Many studies have been devoted to understanding the acoustic cues and, more recently, the neural mechanisms underlying auditory scene analysis. However, in all of these studies, a very odd cocktail party is considered: it is a cocktail party where the listener is unable to move his/her head. Therefore, very little is known about the interaction between sensory processes of auditory scene analysis and motor processes. Audio-motor processes related to head movements, which are known to help sound localization, should nevertheless be an important component of auditory scene analysis - both initially, as a listener actively explores a novel scene, and also in the ongoing maintenance of perceptual organization, as attention-grabbing sounds are likely to induce rapid head turns. Unfortunately, disentangling acoustic and motor cues is difficult because they are fully correlated for real movements. A virtual reality setup, the "TeleHead" system, was used to overcome this difficulty. We clarified effects of the following potential components on auditory streaming: changes in acoustic cues at the ears, changes in apparent source location, and changes in motor processes. The results demonstrated that the contribution of motor cues is lower than that of the two formers. (Photo by NTT CS Labs)

References

Kondo, H. M., Toshima, I., Pressnizer, D., & Kashino, M. (2014). Probing the time course of head-motion cues integration during auditory scene analysis. Frontiers in Neuroscience, 8, 170. Invited Article

Kondo, H. M., Pressnizer, D., Toshima, I., & Kashino, M. (2012). The effects of self-motion on auditory scene analysis. Proceedings of the National Academy of Sciences of the United States of America, 109, 6775-6780. Press Interest: ScienceNOW, WIRED, Popular Science, The Naked Scientists, Huffington Post

Separability and Commonality of Auditory and Visual Bistable Perception

Previous studies on scene analysis have been conducted independently in the auditory and visual domains. So it is difficult to obtain a bird’s-eye view of scene-analysis research. The present study used different forms of bistable perception: auditory streaming, verbal transformations, visual plaids, and reversible figures. We performed factor analyses on the number of perceptual switches in the tasks. A three-factor model provided a better fit to the data than the other possible models. These factors, namely, the “auditory”, “shape” and “motion” factors, were separable but correlated with each other. We compared the number of perceptual switches among genotype groups to identify the effects of neurotransmitter functions on the factors.

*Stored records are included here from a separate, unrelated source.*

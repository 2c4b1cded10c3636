use std::net::SocketAddr;
use std::sync::Arc;

use clap::{Args, Parser, Subcommand};
use metrics_exporter_prometheus::PrometheusBuilder;
use tracing::info;
use tracing_subscriber::{fmt, EnvFilter};

mod agent;
mod controller;
mod models;
mod repl;
mod server;
mod settings;
mod storage;
mod thread;

use agent::engine::Engine;
use agent::tools::ToolRegistry;
use controller::ChatController;
use models::{ModelSelector, OpenAICompatible};
use settings::{GlobalConfigDefaults, RequestOverrides};
use storage::SqliteThreadStore;

#[derive(Debug, Parser)]
#[command(name = "threadchat")]
#[command(about = "Persistent tool-calling chat agent", long_about = None)]
struct Cli {
    #[command(subcommand)]
    command: Commands,
}

#[derive(Debug, Args)]
struct CommonArgs {
    /// SQLite URL, e.g. sqlite:///tmp/chat.db
    #[arg(long)]
    db: Option<String>,
    #[arg(long)]
    model: Option<String>,
    /// Upper bound on model turns per submission
    #[arg(long)]
    max_steps: Option<u32>,
    /// Only send the newest N messages to the model
    #[arg(long, value_parser = settings::parse_history_limit)]
    max_history: Option<usize>,
}

#[derive(Debug, Subcommand)]
enum Commands {
    /// Serve the chat UI and HTTP API
    Serve {
        #[arg(long, default_value = "127.0.0.1:7171")]
        listen: String,
        #[command(flatten)]
        common: CommonArgs,
    },
    /// Interactive terminal chat
    Chat {
        /// Resume an existing thread
        #[arg(long)]
        thread: Option<String>,
        #[command(flatten)]
        common: CommonArgs,
    },
}

fn global_defaults(common: &CommonArgs) -> GlobalConfigDefaults {
    let mut global = GlobalConfigDefaults::from_env();
    global.default_model = ModelSelector::select(common.model.clone(), global.default_model.take());
    let mut policy = global.loop_policy.take().unwrap_or_default();
    policy.max_steps = common.max_steps.or(policy.max_steps);
    policy.max_history_messages = common.max_history.or(policy.max_history_messages);
    global.loop_policy = Some(policy);
    global
}

async fn build_engine(common: &CommonArgs) -> anyhow::Result<(Engine, Arc<SqliteThreadStore>)> {
    let store = Arc::new(SqliteThreadStore::initialize(common.db.clone()).await?);
    let engine = Engine::new(
        store.clone(),
        Arc::new(OpenAICompatible::from_env()),
        ToolRegistry::with_default_tools(),
        global_defaults(common),
    );
    Ok((engine, store))
}

#[tokio::main]
async fn main() -> anyhow::Result<()> {
    fmt()
        .with_env_filter(EnvFilter::from_default_env())
        .init();

    let cli = Cli::parse();
    match cli.command {
        Commands::Serve { listen, common } => {
            let addr: SocketAddr = listen.parse()?;
            let metrics = PrometheusBuilder::new().install_recorder()?;
            let (engine, store) = build_engine(&common).await?;
            let state = server::AppState::new(ChatController::new(engine).await, Some(metrics));
            server::serve(addr, state).await?;
            store.close().await;
        }
        Commands::Chat { thread, common } => {
            let (engine, store) = build_engine(&common).await?;
            let mut controller = ChatController::new(engine).await;
            if let Some(id) = thread {
                let shown = controller.select_thread(&id).await.len();
                info!(thread_id = %id, messages = shown, "resumed thread");
            }
            repl::run(&mut controller, RequestOverrides::default()).await?;
            store.close().await;
        }
    }
    Ok(())
}
use async_trait::async_trait;
use serde_json::{Value, json};

use super::{Tool, ToolContext, ToolError};

pub struct CalculatorTool;

fn number_arg(args: &Value, key: &'static str) -> Result<f64, ToolError> {
    match args.get(key) {
        None | Some(Value::Null) => Err(ToolError::MissingArgument(key)),
        Some(Value::Number(n)) => n.as_f64().ok_or(ToolError::NotANumber(key)),
        Some(Value::String(s)) => s.trim().parse::<f64>().map_err(|_| ToolError::NotANumber(key)),
        Some(_) => Err(ToolError::NotANumber(key)),
    }
}

pub fn calculate(args: &Value) -> Result<f64, ToolError> {
    let first = number_arg(args, "first_num")?;
    let second = number_arg(args, "second_num")?;
    let operation = args.get("operation").and_then(|v| v.as_str()).ok_or(ToolError::MissingArgument("operation"))?;
    let result = match operation {
        "add" => first + second,
        "sub" => first - second,
        "mul" => first * second,
        "div" if second == 0.0 => return Err(ToolError::DivisionByZero),
        "div" => first / second,
        other => return Err(ToolError::UnsupportedOperation(other.to_string())),
    };
    if !result.is_finite() {
        return Err(ToolError::OutOfRange);
    }
    Ok(result)
}

#[async_trait]
impl Tool for CalculatorTool {
    fn name(&self) -> &'static str { "calculator" }

    fn description(&self) -> &'static str {
        "Perform a basic arithmetic operation on two numbers. Supported operations: add, sub, mul, div."
    }

    fn parameters(&self) -> Value {
        json!({
            "type": "object",
            "properties": {
                "first_num": {"type": "number"},
                "second_num": {"type": "number"},
                "operation": {"type": "string", "enum": ["add", "sub", "mul", "div"]},
            },
            "required": ["first_num", "second_num", "operation"],
        })
    }

    async fn run(&self, _ctx: ToolContext<'_>, args: Value) -> anyhow::Result<Value> {
        // Every failure becomes an error payload; nothing escapes to the caller.
        Ok(match calculate(&args) {
            Ok(result) => json!({ "result": result }),
            Err(e) => json!({ "error": e.to_string() }),
        })
    }
}
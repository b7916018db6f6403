//! Shared response body types for API handlers.
//!
//! Entity endpoints return the entity itself (no envelope); these cover the
//! remaining shapes.

use aidy_media::StoredMedia;
use serde::Serialize;

/// `{ "message": ... }` confirmation body returned by delete endpoints.
#[derive(Debug, Serialize)]
pub struct MessageResponse {
    pub message: String,
}

impl MessageResponse {
    pub fn new(message: impl Into<String>) -> Self {
        Self {
            message: message.into(),
        }
    }
}

/// Body returned by `POST /api/media`.
#[derive(Debug, Serialize)]
pub struct MediaUploadResponse {
    /// Public URLs in upload order.
    pub urls: Vec<String>,
    /// The same URLs with their render kind.
    pub items: Vec<StoredMedia>,
}
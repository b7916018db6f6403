//! HTTP-level integration tests for the category endpoints.

mod common;

use axum::body::Body;
use axum::http::{Method, Request, StatusCode};
use common::{body_json, delete, get, post_json, put_json, send};
use serde_json::json;
use sqlx::PgPool;

async fn create_category(app: axum::Router, name: &str) -> i64 {
    let response = post_json(app, "/api/categories", json!({ "name": name })).await;
    assert_eq!(response.status(), StatusCode::CREATED);
    body_json(response).await["id"].as_i64().unwrap()
}

async fn create_project(app: axum::Router, title: &str, category: &str) -> i64 {
    let response = post_json(
        app,
        "/api/projects",
        json!({ "title": title, "category": category }),
    )
    .await;
    assert_eq!(response.status(), StatusCode::CREATED);
    body_json(response).await["id"].as_i64().unwrap()
}

// ---------------------------------------------------------------------------
// List / create
// ---------------------------------------------------------------------------

#[sqlx::test(migrations = "../../db/migrations")]
async fn list_returns_seeded_categories_by_name(pool: PgPool) {
    let test = common::build_test_app(pool);
    let response = get(test.app(), "/api/categories").await;
    assert_eq!(response.status(), StatusCode::OK);

    let json = body_json(response).await;
    let names: Vec<&str> = json
        .as_array()
        .unwrap()
        .iter()
        .map(|c| c["name"].as_str().unwrap())
        .collect();
    assert_eq!(names, ["Interior", "Komersial", "Landscape", "Perumahan"]);
}

#[sqlx::test(migrations = "../../db/migrations")]
async fn create_trims_name_and_returns_201(pool: PgPool) {
    let test = common::build_test_app(pool);
    let response = post_json(test.app(), "/api/categories", json!({"name": "  Renovasi  "})).await;

    assert_eq!(response.status(), StatusCode::CREATED);
    let json = body_json(response).await;
    assert_eq!(json["name"], "Renovasi");
    assert!(json["id"].is_number());
    assert!(json["created_at"].is_string());
}

#[sqlx::test(migrations = "../../db/migrations")]
async fn blank_or_missing_name_is_rejected(pool: PgPool) {
    let test = common::build_test_app(pool);

    for body in [json!({"name": "   "}), json!({})] {
        let response = post_json(test.app(), "/api/categories", body).await;
        assert_eq!(response.status(), StatusCode::BAD_REQUEST);
        let json = body_json(response).await;
        assert_eq!(json["error"], "Nama kategori tidak boleh kosong");
    }
}

#[sqlx::test(migrations = "../../db/migrations")]
async fn duplicate_name_is_rejected(pool: PgPool) {
    let test = common::build_test_app(pool);
    let response = post_json(test.app(), "/api/categories", json!({"name": "Interior"})).await;

    assert_eq!(response.status(), StatusCode::BAD_REQUEST);
    let json = body_json(response).await;
    assert_eq!(json["error"], "Kategori sudah ada");
    assert_eq!(json["code"], "CONFLICT");
}

#[sqlx::test(migrations = "../../db/migrations")]
async fn creating_twice_yields_one_success(pool: PgPool) {
    let test = common::build_test_app(pool);

    let first = post_json(test.app(), "/api/categories", json!({"name": "Villa"})).await;
    let second = post_json(test.app(), "/api/categories", json!({"name": "Villa"})).await;

    assert_eq!(first.status(), StatusCode::CREATED);
    assert_eq!(second.status(), StatusCode::BAD_REQUEST);
}

// ---------------------------------------------------------------------------
// Rename
// ---------------------------------------------------------------------------

#[sqlx::test(migrations = "../../db/migrations")]
async fn rename_updates_linked_projects(pool: PgPool) {
    let test = common::build_test_app(pool);
    let category_id = create_category(test.app(), "Gudang").await;
    let project_id = create_project(test.app(), "Gudang Logistik", "Gudang").await;

    let response = put_json(
        test.app(),
        &format!("/api/categories/{category_id}"),
        json!({"name": "Industri"}),
    )
    .await;
    assert_eq!(response.status(), StatusCode::OK);
    assert_eq!(body_json(response).await["name"], "Industri");

    let project = body_json(get(test.app(), &format!("/api/projects/{project_id}")).await).await;
    assert_eq!(project["category"], "Industri");
    assert_eq!(project["category_id"], category_id);
}

#[sqlx::test(migrations = "../../db/migrations")]
async fn rename_to_taken_name_is_rejected(pool: PgPool) {
    let test = common::build_test_app(pool);
    let category_id = create_category(test.app(), "Gudang").await;

    let response = put_json(
        test.app(),
        &format!("/api/categories/{category_id}"),
        json!({"name": "Interior"}),
    )
    .await;

    assert_eq!(response.status(), StatusCode::BAD_REQUEST);
    assert_eq!(body_json(response).await["error"], "Kategori sudah ada");
}

#[sqlx::test(migrations = "../../db/migrations")]
async fn rename_missing_category_returns_404(pool: PgPool) {
    let test = common::build_test_app(pool);
    let response = put_json(test.app(), "/api/categories/999999", json!({"name": "X"})).await;

    assert_eq!(response.status(), StatusCode::NOT_FOUND);
    assert_eq!(body_json(response).await["error"], "Kategori tidak ditemukan");
}

// ---------------------------------------------------------------------------
// Delete
// ---------------------------------------------------------------------------

#[sqlx::test(migrations = "../../db/migrations")]
async fn delete_unused_category(pool: PgPool) {
    let test = common::build_test_app(pool);
    let category_id = create_category(test.app(), "Sementara").await;

    let response = delete(test.app(), &format!("/api/categories/{category_id}")).await;
    assert_eq!(response.status(), StatusCode::OK);
    assert_eq!(body_json(response).await["message"], "Kategori berhasil dihapus");

    let list = body_json(get(test.app(), "/api/categories").await).await;
    assert!(list
        .as_array()
        .unwrap()
        .iter()
        .all(|c| c["name"] != "Sementara"));
}

#[sqlx::test(migrations = "../../db/migrations")]
async fn delete_category_in_use_reports_count(pool: PgPool) {
    let test = common::build_test_app(pool);
    let category_id = create_category(test.app(), "Masjid").await;
    create_project(test.app(), "Masjid Raya", "Masjid").await;
    create_project(test.app(), "Masjid Kampus", "Masjid").await;

    let response = delete(test.app(), &format!("/api/categories/{category_id}")).await;

    assert_eq!(response.status(), StatusCode::BAD_REQUEST);
    assert_eq!(
        body_json(response).await["error"],
        "Tidak dapat menghapus kategori. 2 proyek masih menggunakan kategori ini."
    );
}

#[sqlx::test(migrations = "../../db/migrations")]
async fn delete_missing_category_returns_404(pool: PgPool) {
    let test = common::build_test_app(pool);
    let response = delete(test.app(), "/api/categories/999999").await;

    assert_eq!(response.status(), StatusCode::NOT_FOUND);
    assert_eq!(body_json(response).await["error"], "Kategori tidak ditemukan");
}

#[sqlx::test(migrations = "../../db/migrations")]
async fn malformed_bodies_get_json_errors(pool: PgPool) {
    let test = common::build_test_app(pool);

    let broken = Request::builder()
        .method(Method::POST)
        .uri("/api/categories")
        .header("content-type", "application/json")
        .body(Body::from("{\"name\": "))
        .unwrap();
    let response = send(test.app(), broken).await;
    assert_eq!(response.status(), StatusCode::BAD_REQUEST);
    assert_eq!(body_json(response).await["code"], "BAD_REQUEST");

    let plain = Request::builder()
        .method(Method::PUT)
        .uri("/api/categories/1")
        .header("content-type", "text/plain")
        .body(Body::from("Interior"))
        .unwrap();
    let response = send(test.app(), plain).await;
    assert_eq!(response.status(), StatusCode::BAD_REQUEST);
    let json = body_json(response).await;
    assert_eq!(json["code"], "BAD_REQUEST");
    assert!(json["error"].is_string());
}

We focused on polymorphisms of catechol-O-methyltransferase (COMT) Val158Met and serotonin 2A receptor (HTR2A) -1438G/A genes, which are involved in the modulation of dopamine and serotonin, respectively. The number of perceptual switches in auditory streaming and verbal transformations differed among COMT genotype groups, whereas that in reversible figures differed among HTR2A genotype groups. The results indicate that the “auditory” and “shape” factors reflect the functions of the dopamine and serotonin systems, respectively. Our findings suggest that the formation and selection of percepts involve neural processes in cortical and subcortical areas.

References

Kondo, H. M., Farkas, D., Denham, S. L., Asai, T., & Winkler, I. (2017). Auditory multistability: idiosyncratic perceptual switching patterns and neurotransmitter concentrations in the brain. Philosophical Transactions of the Royal Society B: Biological Sciences, 372, 20160110. Invited Article

Kondo, H. M., Kitagawa, N., Kitamura, M. S., Koizumi, A., Nomura, M., & Kashino, M. (2012). The separability and commonality of auditory and visual bistable perception. Cerebral Cortex, 22, 1915-1922.